Examine the entries below, count the lines holding the string "PrefabStorage", and respond with the number only.

**Supplied information**.
**********
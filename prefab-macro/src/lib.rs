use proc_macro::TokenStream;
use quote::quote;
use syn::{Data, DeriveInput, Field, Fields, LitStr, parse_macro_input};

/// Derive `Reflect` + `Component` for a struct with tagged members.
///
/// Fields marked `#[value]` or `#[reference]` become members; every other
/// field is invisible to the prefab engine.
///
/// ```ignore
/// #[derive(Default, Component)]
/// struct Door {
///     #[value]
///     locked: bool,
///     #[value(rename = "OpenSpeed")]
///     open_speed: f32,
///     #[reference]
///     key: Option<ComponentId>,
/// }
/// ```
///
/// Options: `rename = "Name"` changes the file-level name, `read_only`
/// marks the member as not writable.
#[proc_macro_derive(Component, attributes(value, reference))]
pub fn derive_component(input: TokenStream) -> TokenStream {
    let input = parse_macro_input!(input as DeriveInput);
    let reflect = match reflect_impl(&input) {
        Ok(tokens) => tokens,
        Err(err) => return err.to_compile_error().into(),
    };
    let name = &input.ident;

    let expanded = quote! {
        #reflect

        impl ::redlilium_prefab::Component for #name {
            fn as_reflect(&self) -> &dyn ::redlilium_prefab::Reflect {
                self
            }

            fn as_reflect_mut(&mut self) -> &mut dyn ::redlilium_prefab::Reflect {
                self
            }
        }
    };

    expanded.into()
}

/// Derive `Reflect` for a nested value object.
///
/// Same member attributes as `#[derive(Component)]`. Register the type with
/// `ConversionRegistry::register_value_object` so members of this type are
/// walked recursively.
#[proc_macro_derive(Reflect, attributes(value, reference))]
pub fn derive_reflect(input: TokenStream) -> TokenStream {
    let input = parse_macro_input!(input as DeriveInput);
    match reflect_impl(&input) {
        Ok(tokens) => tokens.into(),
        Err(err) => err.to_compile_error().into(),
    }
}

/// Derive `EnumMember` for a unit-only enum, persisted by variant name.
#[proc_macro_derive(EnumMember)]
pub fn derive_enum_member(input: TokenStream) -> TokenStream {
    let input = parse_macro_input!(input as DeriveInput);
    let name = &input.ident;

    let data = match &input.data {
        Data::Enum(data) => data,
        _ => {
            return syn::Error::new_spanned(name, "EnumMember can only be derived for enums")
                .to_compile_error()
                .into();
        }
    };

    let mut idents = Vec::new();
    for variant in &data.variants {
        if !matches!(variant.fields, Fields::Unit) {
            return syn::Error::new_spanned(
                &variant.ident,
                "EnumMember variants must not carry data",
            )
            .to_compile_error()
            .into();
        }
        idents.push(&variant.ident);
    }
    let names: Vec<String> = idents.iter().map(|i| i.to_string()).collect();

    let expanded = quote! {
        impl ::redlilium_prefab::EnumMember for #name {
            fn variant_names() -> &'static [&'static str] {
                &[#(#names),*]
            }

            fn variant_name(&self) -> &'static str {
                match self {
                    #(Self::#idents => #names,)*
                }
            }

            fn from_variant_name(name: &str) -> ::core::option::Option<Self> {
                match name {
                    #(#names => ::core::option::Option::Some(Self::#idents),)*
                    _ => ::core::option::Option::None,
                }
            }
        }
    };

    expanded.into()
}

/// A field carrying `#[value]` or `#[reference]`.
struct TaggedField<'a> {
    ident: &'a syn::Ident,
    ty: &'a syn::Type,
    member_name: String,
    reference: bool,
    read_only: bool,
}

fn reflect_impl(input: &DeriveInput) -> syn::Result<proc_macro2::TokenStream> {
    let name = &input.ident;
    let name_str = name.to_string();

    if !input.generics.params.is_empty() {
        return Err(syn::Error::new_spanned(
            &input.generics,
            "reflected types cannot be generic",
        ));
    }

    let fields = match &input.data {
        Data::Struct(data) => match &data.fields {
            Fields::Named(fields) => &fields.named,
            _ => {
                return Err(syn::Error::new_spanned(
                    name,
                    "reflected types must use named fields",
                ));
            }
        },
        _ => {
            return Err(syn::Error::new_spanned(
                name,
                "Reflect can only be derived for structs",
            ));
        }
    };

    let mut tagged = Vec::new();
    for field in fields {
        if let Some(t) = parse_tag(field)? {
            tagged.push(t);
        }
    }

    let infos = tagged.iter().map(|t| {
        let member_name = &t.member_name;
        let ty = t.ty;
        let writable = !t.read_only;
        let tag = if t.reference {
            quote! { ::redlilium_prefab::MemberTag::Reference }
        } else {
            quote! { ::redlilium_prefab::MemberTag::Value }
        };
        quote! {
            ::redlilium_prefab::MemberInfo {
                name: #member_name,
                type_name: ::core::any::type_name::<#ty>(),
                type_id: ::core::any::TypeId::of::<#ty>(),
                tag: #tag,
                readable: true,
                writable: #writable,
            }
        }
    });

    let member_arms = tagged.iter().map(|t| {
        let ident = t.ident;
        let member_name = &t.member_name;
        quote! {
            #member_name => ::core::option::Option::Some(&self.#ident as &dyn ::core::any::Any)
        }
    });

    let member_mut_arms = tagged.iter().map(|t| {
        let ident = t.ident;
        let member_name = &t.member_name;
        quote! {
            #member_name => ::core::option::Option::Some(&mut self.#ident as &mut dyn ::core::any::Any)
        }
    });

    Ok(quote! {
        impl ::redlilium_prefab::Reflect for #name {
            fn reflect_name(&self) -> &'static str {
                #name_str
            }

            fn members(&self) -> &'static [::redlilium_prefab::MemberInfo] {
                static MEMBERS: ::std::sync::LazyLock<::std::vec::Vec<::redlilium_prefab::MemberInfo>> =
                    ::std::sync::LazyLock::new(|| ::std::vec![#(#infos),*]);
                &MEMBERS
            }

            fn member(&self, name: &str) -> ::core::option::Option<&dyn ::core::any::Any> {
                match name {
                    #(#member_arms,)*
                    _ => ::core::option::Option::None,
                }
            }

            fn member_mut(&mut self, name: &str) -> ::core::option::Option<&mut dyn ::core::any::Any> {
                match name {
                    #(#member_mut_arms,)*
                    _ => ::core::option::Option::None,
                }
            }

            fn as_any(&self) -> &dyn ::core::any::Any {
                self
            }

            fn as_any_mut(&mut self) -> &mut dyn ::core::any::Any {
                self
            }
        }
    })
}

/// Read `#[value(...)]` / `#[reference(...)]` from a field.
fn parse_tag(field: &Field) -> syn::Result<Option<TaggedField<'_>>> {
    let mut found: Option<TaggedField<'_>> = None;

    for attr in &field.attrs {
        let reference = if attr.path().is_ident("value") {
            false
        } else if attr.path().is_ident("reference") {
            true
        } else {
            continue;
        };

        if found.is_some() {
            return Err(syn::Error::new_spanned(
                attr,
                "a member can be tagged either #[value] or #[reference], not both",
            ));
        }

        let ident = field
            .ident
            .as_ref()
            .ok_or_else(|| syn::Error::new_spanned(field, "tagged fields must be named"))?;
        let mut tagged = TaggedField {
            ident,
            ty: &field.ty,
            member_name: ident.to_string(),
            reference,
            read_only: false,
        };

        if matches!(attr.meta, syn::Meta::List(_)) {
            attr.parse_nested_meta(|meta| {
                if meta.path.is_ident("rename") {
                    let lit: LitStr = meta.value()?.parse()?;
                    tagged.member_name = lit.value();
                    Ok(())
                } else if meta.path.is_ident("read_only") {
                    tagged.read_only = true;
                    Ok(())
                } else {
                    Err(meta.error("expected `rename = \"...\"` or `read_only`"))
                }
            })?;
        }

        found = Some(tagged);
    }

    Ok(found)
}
**********
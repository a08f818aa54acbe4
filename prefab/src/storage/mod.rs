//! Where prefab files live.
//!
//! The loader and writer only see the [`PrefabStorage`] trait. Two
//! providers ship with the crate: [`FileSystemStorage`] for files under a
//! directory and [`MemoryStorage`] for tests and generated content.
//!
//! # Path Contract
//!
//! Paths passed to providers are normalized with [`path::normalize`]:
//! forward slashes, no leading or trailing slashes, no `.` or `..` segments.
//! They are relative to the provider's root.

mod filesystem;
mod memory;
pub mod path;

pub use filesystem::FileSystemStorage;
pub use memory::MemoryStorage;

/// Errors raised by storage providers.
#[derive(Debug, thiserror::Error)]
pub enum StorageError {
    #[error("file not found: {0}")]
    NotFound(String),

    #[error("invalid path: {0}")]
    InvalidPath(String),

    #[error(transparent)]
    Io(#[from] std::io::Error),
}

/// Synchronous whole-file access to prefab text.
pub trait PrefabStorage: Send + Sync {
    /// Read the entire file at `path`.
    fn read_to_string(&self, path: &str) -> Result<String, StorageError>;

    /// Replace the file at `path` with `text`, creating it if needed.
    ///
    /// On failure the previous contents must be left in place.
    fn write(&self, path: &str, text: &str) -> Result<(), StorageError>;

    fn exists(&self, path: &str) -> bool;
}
**********
**Output**.
2